Supplied data:
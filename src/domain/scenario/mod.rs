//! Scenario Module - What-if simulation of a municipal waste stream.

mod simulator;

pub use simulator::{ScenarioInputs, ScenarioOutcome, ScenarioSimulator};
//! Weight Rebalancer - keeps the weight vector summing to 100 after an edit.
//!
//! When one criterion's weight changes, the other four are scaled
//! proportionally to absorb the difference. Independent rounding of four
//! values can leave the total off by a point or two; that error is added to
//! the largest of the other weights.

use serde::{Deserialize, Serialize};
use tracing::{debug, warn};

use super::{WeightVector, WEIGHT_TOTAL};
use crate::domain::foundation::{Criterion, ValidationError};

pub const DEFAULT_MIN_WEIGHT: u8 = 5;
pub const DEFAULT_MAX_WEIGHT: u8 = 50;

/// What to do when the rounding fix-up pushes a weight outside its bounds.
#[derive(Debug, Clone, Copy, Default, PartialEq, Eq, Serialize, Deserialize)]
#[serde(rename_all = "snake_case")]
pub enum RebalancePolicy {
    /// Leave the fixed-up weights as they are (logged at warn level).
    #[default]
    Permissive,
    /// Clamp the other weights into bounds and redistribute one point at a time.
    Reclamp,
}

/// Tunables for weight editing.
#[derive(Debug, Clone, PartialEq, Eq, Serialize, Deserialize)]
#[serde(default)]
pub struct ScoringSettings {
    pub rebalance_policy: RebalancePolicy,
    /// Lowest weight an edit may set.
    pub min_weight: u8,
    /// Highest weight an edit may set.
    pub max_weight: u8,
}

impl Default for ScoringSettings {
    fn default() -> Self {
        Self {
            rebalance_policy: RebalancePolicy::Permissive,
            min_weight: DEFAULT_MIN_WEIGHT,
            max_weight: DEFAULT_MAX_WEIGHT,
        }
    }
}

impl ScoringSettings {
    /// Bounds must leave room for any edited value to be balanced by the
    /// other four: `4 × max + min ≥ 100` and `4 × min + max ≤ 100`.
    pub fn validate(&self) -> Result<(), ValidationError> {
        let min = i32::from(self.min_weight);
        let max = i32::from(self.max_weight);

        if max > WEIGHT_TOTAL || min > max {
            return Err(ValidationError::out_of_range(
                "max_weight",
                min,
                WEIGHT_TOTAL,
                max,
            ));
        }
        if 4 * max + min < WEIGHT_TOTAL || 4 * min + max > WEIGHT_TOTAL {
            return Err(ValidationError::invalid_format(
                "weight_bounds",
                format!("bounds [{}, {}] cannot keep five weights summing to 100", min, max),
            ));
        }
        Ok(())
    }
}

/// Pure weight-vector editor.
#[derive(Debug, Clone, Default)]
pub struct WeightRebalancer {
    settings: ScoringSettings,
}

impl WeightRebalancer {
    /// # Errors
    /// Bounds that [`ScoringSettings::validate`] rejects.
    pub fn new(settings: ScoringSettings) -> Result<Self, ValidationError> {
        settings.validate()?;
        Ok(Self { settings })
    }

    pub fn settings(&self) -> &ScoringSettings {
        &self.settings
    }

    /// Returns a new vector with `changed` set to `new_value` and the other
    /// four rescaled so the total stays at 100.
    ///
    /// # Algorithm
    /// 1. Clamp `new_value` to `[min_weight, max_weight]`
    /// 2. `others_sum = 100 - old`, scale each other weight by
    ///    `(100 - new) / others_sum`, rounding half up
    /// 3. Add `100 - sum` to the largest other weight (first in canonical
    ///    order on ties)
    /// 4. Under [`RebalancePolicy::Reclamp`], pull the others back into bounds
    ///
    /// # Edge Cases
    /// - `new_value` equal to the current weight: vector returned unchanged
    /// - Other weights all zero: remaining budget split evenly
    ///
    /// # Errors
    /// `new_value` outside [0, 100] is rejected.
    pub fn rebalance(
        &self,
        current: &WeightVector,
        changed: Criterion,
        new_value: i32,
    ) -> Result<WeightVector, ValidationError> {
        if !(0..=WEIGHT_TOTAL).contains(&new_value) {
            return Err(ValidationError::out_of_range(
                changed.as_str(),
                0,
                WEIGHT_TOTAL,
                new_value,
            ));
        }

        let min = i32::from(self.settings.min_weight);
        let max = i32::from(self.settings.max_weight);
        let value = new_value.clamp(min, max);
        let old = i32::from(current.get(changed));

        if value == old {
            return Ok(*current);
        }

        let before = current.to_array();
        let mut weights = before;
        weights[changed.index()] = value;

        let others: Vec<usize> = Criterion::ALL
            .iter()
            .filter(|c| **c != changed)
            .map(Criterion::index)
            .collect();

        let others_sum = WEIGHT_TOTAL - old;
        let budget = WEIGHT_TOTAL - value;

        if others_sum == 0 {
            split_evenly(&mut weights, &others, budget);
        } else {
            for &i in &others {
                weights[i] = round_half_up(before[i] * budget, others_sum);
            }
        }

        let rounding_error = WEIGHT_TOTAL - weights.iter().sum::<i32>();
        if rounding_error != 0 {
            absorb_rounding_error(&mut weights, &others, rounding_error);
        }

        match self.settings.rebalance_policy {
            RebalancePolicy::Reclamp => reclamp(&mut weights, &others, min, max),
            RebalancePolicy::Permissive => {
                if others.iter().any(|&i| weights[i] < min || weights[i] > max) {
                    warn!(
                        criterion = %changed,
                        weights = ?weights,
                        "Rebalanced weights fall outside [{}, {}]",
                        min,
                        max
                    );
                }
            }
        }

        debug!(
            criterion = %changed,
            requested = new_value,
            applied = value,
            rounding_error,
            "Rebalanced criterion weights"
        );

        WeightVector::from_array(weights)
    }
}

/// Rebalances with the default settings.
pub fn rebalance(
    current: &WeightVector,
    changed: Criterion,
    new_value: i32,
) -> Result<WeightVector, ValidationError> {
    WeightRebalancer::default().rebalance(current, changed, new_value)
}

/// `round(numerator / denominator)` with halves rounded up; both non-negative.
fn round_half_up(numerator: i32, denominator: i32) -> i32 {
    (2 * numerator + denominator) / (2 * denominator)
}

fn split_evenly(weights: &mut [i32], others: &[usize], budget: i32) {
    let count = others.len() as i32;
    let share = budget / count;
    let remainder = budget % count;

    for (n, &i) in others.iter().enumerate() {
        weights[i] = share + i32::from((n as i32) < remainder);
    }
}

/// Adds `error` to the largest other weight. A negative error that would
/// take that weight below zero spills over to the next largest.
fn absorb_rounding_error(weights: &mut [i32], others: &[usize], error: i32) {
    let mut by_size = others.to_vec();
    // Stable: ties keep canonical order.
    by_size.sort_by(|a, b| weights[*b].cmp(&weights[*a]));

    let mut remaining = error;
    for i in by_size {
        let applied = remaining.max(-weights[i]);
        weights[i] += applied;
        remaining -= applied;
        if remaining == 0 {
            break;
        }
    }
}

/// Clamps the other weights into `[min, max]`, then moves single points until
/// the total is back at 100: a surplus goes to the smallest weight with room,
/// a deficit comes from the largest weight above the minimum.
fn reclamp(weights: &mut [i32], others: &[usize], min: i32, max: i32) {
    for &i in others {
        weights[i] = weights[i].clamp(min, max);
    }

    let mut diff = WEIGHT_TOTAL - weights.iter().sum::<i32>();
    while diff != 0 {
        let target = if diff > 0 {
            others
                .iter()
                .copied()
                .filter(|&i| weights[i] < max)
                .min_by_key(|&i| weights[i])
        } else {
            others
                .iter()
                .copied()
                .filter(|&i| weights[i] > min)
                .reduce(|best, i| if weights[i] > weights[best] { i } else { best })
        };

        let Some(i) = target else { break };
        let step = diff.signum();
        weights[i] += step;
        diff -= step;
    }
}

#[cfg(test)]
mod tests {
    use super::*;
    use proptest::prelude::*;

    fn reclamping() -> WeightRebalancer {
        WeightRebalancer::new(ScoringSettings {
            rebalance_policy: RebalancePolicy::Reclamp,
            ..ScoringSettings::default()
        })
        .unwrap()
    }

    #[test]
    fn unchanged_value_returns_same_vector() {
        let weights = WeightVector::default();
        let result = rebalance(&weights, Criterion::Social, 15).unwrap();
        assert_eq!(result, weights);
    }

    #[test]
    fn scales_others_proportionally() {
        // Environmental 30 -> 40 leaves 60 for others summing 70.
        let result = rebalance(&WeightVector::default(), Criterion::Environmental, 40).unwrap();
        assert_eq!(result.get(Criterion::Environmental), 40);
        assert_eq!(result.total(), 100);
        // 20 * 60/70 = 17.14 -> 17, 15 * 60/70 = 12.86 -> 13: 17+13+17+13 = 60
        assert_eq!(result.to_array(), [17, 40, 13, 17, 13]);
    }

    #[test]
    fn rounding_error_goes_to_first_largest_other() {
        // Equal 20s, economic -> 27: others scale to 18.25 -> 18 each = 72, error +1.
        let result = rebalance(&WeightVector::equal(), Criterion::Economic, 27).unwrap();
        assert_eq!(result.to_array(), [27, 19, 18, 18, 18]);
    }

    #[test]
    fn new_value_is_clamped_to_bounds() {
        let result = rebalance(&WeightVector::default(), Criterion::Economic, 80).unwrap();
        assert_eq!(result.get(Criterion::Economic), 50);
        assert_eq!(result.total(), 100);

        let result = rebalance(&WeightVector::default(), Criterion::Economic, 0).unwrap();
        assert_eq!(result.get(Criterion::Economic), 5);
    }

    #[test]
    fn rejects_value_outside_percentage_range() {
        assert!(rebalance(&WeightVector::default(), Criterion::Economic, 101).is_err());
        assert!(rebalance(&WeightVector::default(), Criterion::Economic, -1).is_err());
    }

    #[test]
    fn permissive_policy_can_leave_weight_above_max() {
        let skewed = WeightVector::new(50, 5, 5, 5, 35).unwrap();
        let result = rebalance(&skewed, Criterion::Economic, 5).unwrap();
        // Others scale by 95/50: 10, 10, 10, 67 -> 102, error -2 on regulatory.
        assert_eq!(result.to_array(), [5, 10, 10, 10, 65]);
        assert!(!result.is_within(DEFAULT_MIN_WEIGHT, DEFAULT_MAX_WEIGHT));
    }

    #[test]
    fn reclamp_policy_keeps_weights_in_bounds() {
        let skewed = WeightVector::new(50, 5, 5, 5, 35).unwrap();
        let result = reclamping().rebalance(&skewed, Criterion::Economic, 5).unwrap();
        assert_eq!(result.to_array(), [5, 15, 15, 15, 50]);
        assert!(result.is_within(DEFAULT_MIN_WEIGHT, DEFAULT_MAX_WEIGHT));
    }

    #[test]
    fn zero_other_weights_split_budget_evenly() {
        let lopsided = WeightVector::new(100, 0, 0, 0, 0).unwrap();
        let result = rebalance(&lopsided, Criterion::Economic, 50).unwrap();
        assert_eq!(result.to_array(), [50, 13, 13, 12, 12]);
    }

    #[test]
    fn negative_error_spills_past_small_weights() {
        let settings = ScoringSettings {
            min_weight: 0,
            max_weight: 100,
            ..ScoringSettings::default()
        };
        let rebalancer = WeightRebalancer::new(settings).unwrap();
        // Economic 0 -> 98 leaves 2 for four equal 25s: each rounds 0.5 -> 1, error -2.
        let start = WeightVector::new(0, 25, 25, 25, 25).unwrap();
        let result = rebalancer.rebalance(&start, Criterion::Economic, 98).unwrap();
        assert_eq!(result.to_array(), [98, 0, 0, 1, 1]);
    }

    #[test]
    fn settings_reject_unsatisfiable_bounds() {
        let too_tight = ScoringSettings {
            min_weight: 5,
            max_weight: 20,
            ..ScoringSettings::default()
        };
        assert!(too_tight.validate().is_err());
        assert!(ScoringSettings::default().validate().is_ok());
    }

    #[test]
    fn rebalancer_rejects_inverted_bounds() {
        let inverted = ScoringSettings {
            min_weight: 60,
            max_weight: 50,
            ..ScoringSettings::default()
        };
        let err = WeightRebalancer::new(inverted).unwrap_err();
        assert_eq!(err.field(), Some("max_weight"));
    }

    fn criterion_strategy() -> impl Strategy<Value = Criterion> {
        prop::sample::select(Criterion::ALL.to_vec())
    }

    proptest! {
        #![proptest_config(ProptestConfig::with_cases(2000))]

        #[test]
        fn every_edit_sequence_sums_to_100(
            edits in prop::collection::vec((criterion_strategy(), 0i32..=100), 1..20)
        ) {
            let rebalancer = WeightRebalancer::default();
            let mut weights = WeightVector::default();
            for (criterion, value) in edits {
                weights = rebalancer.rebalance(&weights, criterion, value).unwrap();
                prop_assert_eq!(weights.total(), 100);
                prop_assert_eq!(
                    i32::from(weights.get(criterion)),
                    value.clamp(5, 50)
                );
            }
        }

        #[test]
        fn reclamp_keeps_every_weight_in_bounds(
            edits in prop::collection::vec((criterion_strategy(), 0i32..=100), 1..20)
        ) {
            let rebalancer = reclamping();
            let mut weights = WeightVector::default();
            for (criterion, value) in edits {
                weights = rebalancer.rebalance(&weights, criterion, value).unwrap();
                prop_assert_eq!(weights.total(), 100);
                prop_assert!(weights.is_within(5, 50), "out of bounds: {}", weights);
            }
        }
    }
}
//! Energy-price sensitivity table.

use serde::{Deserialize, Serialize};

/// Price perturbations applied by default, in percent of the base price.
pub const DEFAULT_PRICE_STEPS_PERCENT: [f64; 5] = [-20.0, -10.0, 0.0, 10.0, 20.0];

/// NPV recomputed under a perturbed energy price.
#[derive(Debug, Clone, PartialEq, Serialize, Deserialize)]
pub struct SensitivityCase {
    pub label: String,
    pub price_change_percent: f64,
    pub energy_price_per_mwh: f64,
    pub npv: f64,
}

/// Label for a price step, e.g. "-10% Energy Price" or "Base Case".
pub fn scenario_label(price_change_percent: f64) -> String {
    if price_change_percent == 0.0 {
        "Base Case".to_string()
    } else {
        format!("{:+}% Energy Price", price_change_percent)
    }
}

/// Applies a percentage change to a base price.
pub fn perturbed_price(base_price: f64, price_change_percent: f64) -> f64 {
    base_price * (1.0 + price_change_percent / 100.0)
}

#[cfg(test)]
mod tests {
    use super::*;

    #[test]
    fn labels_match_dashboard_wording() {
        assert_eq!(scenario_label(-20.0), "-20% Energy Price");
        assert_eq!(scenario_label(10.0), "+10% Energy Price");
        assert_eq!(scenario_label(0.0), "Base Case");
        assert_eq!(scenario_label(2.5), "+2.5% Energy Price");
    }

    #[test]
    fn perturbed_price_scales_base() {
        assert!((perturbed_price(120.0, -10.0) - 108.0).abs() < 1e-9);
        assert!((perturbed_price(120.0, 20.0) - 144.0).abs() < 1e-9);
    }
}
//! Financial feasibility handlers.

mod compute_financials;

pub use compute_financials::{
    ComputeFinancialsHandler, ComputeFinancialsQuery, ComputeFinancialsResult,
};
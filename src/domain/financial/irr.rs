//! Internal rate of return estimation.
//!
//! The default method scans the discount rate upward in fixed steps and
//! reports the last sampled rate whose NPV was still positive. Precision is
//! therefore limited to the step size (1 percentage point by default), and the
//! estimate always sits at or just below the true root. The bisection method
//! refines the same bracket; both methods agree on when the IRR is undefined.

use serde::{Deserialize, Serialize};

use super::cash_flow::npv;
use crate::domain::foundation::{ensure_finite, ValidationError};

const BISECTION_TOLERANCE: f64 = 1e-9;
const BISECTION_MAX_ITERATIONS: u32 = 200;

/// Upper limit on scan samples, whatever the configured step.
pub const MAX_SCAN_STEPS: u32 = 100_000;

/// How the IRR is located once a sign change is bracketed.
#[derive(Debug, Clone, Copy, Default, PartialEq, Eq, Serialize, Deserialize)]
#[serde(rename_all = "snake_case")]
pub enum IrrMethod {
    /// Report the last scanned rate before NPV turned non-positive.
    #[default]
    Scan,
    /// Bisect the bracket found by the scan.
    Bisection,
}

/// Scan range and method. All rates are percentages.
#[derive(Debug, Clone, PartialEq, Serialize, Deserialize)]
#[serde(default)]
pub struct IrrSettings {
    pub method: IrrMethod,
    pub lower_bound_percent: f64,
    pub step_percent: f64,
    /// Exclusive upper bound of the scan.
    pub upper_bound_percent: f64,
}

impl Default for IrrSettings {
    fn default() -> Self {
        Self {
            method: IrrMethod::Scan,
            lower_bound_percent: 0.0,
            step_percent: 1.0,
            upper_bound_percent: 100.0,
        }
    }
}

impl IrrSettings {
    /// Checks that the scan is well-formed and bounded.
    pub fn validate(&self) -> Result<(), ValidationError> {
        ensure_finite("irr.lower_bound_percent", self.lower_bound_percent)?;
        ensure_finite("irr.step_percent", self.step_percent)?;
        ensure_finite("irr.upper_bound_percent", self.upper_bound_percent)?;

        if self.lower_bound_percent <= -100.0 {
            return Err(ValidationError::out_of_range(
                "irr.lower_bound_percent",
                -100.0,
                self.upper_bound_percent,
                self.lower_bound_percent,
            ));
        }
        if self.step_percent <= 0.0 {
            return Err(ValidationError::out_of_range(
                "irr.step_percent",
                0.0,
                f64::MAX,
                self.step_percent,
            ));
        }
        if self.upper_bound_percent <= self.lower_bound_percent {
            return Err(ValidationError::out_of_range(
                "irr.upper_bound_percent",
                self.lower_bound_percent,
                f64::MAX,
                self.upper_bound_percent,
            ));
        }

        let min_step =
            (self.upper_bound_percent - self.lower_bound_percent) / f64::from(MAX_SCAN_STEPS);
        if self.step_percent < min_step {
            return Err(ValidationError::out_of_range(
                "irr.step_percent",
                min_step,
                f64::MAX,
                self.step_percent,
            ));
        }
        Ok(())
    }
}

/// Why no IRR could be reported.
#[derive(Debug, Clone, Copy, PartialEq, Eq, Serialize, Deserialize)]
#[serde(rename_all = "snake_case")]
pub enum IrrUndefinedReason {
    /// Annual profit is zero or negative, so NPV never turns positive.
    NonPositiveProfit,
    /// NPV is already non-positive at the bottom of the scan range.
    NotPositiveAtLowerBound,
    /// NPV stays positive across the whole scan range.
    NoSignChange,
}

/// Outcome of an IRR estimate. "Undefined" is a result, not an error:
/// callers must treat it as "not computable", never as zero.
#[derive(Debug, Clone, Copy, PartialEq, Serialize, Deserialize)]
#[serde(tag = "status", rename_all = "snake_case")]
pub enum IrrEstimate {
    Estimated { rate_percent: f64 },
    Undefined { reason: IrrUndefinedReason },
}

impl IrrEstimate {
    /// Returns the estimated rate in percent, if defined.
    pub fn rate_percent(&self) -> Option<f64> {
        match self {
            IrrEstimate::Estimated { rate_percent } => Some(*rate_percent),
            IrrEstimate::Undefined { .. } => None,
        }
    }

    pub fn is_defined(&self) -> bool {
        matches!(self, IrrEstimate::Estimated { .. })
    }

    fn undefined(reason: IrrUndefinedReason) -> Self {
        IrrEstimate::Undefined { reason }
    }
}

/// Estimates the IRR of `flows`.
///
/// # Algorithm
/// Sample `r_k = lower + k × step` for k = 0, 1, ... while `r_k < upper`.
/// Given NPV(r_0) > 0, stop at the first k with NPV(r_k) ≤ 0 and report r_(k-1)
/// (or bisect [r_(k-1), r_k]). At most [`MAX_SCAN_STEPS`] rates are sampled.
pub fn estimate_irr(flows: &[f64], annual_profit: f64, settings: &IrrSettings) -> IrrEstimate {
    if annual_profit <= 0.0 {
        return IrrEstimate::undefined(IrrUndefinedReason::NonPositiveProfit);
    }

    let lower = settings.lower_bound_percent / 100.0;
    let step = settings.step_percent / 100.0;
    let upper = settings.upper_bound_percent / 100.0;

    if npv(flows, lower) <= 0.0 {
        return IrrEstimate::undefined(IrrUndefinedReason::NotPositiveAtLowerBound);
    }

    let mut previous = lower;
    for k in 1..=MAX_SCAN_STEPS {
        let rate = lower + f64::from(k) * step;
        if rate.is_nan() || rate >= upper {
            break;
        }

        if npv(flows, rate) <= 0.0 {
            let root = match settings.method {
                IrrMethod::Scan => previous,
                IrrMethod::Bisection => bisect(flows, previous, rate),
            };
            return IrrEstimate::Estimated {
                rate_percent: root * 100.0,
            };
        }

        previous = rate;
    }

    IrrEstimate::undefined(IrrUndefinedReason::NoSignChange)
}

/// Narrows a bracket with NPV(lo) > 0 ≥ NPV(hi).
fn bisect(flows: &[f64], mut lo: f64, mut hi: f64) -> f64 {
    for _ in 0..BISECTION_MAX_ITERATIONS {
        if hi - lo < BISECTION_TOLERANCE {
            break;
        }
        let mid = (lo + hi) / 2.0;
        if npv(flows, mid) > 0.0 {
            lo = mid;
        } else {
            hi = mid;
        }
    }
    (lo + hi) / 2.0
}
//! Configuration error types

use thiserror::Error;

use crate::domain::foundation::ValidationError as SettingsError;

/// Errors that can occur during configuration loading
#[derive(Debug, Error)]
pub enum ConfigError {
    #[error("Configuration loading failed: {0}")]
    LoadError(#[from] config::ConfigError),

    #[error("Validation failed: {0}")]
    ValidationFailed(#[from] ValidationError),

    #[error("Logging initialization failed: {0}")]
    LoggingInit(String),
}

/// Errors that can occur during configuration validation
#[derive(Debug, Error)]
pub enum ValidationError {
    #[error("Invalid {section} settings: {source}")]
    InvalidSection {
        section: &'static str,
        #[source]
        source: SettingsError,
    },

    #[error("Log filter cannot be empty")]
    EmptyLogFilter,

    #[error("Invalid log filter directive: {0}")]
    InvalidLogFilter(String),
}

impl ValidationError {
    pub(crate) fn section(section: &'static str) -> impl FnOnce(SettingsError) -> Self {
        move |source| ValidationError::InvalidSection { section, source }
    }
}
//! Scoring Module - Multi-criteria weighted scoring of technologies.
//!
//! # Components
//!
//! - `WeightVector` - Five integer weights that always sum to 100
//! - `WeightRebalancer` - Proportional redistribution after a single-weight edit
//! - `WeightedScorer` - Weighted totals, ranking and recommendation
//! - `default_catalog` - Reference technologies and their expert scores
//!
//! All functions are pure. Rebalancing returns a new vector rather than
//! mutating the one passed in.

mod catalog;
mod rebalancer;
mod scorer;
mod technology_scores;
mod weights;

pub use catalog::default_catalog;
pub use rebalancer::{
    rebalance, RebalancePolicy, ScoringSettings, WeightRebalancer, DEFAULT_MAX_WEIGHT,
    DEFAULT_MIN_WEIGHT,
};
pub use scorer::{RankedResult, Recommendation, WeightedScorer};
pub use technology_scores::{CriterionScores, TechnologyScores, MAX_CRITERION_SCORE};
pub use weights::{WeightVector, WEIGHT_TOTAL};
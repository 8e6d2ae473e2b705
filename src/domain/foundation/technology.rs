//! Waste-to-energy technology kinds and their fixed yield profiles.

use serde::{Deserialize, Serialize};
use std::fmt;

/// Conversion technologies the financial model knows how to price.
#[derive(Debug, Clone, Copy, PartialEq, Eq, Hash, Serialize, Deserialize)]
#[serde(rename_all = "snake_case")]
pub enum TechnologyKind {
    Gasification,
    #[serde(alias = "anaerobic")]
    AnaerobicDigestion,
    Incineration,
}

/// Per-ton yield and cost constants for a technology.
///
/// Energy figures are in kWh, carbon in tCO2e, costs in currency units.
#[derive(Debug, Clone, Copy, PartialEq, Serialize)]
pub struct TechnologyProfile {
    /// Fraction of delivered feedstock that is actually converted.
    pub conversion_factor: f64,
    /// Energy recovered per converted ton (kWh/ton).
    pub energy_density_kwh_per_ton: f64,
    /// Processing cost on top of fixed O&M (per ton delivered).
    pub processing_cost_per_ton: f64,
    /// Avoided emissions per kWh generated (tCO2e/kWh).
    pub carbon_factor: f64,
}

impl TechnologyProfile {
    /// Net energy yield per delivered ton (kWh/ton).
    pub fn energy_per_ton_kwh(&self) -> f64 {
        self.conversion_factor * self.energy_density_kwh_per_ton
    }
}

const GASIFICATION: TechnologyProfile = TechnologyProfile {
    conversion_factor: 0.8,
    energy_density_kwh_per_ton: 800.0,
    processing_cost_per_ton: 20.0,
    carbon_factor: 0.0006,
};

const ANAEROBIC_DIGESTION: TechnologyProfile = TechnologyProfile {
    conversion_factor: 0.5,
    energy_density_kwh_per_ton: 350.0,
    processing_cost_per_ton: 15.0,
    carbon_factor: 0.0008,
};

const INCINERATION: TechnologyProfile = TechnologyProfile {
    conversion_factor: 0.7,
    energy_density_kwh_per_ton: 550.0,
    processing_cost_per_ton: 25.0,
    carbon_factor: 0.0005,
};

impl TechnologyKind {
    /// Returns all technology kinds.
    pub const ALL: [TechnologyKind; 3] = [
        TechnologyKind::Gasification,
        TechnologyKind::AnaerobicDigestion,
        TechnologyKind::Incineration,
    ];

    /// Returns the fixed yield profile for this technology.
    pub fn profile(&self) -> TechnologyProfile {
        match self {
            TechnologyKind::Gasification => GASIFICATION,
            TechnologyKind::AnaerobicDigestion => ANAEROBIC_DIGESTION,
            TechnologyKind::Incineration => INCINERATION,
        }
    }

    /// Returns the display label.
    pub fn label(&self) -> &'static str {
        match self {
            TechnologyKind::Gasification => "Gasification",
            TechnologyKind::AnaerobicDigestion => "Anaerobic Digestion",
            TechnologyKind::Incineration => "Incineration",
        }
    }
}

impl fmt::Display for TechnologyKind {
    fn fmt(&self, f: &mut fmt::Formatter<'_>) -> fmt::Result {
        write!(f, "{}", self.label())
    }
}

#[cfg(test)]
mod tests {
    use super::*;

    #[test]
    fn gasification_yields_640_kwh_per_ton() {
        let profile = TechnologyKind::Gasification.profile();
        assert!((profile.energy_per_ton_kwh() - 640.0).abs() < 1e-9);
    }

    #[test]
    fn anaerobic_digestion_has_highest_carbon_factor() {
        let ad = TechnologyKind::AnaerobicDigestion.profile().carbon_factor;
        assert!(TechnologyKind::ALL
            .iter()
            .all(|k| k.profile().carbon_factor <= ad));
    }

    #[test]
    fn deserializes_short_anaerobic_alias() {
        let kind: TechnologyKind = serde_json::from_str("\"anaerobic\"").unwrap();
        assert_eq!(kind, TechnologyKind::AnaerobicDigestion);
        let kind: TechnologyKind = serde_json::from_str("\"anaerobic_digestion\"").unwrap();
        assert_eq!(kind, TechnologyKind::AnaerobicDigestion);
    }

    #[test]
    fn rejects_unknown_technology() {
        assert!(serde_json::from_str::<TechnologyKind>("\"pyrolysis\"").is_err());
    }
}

Problem to work on: The number of lines in the listing above that contain "Rebalanced" is all that should be stated.

Response for this exercise: 2